(Saved entries)
________________

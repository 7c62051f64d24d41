//! Order intake: validates creation requests and starts the saga.

use common::OrderId;
use domain::{CreateOrderRequest, Message, NewOrder, OrderCreatedMessage, OrderRecord};
use message_queue::MessageQueue;
use record_store::RecordTable;

use crate::error::{Result, SagaError};

/// Accepts order-creation requests.
///
/// A valid request becomes an `incomplete` order record plus an order-created
/// message on the payment-request queue. The record write and the publish are
/// two independent calls: if the publish fails after the write succeeded, the
/// order stays `incomplete` with no payment request in flight. That window is
/// logged and reported as an infrastructure fault, but not repaired here.
pub struct OrderIntake<T, Q> {
    orders: T,
    payment_requests: Q,
}

impl<T, Q> OrderIntake<T, Q>
where
    T: RecordTable<OrderRecord>,
    Q: MessageQueue,
{
    /// Creates the intake service over the orders table and the queue it
    /// publishes payment requests to.
    pub fn new(orders: T, payment_requests: Q) -> Self {
        Self {
            orders,
            payment_requests,
        }
    }

    /// Decodes and handles a raw request body.
    pub async fn create_order_from_body(&self, body: &[u8]) -> Result<OrderCreatedMessage> {
        let order = CreateOrderRequest::parse(body).inspect_err(reject)?;
        self.place(order).await
    }

    /// Validates and handles a creation request.
    pub async fn create_order(&self, request: CreateOrderRequest) -> Result<OrderCreatedMessage> {
        let order = request.validate().inspect_err(reject)?;
        self.place(order).await
    }

    #[tracing::instrument(skip(self, order), fields(order_id = tracing::field::Empty))]
    async fn place(&self, order: NewOrder) -> Result<OrderCreatedMessage> {
        let order_id = OrderId::generate();
        tracing::Span::current().record("order_id", order_id.as_str());

        let record = OrderRecord::new(order_id.clone(), order);
        let message = OrderCreatedMessage::new(order_id, record.total_price);
        let body = message.encode()?;

        self.orders.put(&record).await.inspect_err(|e| {
            tracing::error!(error = %e, "failed to persist order");
        })?;

        if let Err(e) = self.payment_requests.send(body).await {
            metrics::counter!("orders_unpublished_total").increment(1);
            tracing::error!(
                error = %e,
                queue = self.payment_requests.queue_name(),
                "order persisted but order-created message was not published"
            );
            return Err(SagaError::Queue(e));
        }

        metrics::counter!("orders_created_total").increment(1);
        tracing::info!(
            total_price = record.total_price,
            quantity = record.quantity,
            "order created"
        );
        Ok(message)
    }
}

fn reject(err: &domain::ValidationError) {
    metrics::counter!("orders_rejected_total").increment(1);
    tracing::info!(reason = %err, "order request rejected");
}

________________

Your assignment: Restate the records above word for word.

Answer to this task:
repository 7c62051f64d24d41
//! Order intake: validates creation requests and starts the saga.

use common::OrderId;
use domain::{CreateOrderRequest, Message, NewOrder, OrderCreatedMessage, OrderRecord};
use message_queue::MessageQueue;
use record_store::RecordTable;

use crate::error::{Result, SagaError};

/// Accepts order-creation requests.
///
/// A valid request becomes an `incomplete` order record plus an order-created
/// message on the payment-request queue. The record write and the publish are
/// two independent calls: if the publish fails after the write succeeded, the
/// order stays `incomplete` with no payment request in flight. That window is
/// logged and reported as an infrastructure fault, but not repaired here.
pub struct OrderIntake<T, Q> {
    orders: T,
    payment_requests: Q,
}

impl<T, Q> OrderIntake<T, Q>
where
    T: RecordTable<OrderRecord>,
    Q: MessageQueue,
{
    /// Creates the intake service over the orders table and the queue it
    /// publishes payment requests to.
    pub fn new(orders: T, payment_requests: Q) -> Self {
        Self {
            orders,
            payment_requests,
        }
    }

    /// Decodes and handles a raw request body.
    pub async fn create_order_from_body(&self, body: &[u8]) -> Result<OrderCreatedMessage> {
        let order = CreateOrderRequest::parse(body).inspect_err(reject)?;
        self.place(order).await
    }

    /// Validates and handles a creation request.
    pub async fn create_order(&self, request: CreateOrderRequest) -> Result<OrderCreatedMessage> {
        let order = request.validate().inspect_err(reject)?;
        self.place(order).await
    }

    #[tracing::instrument(skip(self, order), fields(order_id = tracing::field::Empty))]
    async fn place(&self, order: NewOrder) -> Result<OrderCreatedMessage> {
        let order_id = OrderId::generate();
        tracing::Span::current().record("order_id", order_id.as_str());

        let record = OrderRecord::new(order_id.clone(), order);
        let message = OrderCreatedMessage::new(order_id, record.total_price);
        let body = message.encode()?;

        self.orders.put(&record).await.inspect_err(|e| {
            tracing::error!(error = %e, "failed to persist order");
        })?;

        if let Err(e) = self.payment_requests.send(body).await {
            metrics::counter!("orders_unpublished_total").increment(1);
            tracing::error!(
                error = %e,
                queue = self.payment_requests.queue_name(),
                "order persisted but order-created message was not published"
            );
            return Err(SagaError::Queue(e));
        }

        metrics::counter!("orders_created_total").increment(1);
        tracing::info!(
            total_price = record.total_price,
            quantity = record.quantity,
            "order created"
        );
        Ok(message)
    }
}

fn reject(err: &domain::ValidationError) {
    metrics::counter!("orders_rejected_total").increment(1);
    tracing::info!(reason = %err, "order request rejected");
}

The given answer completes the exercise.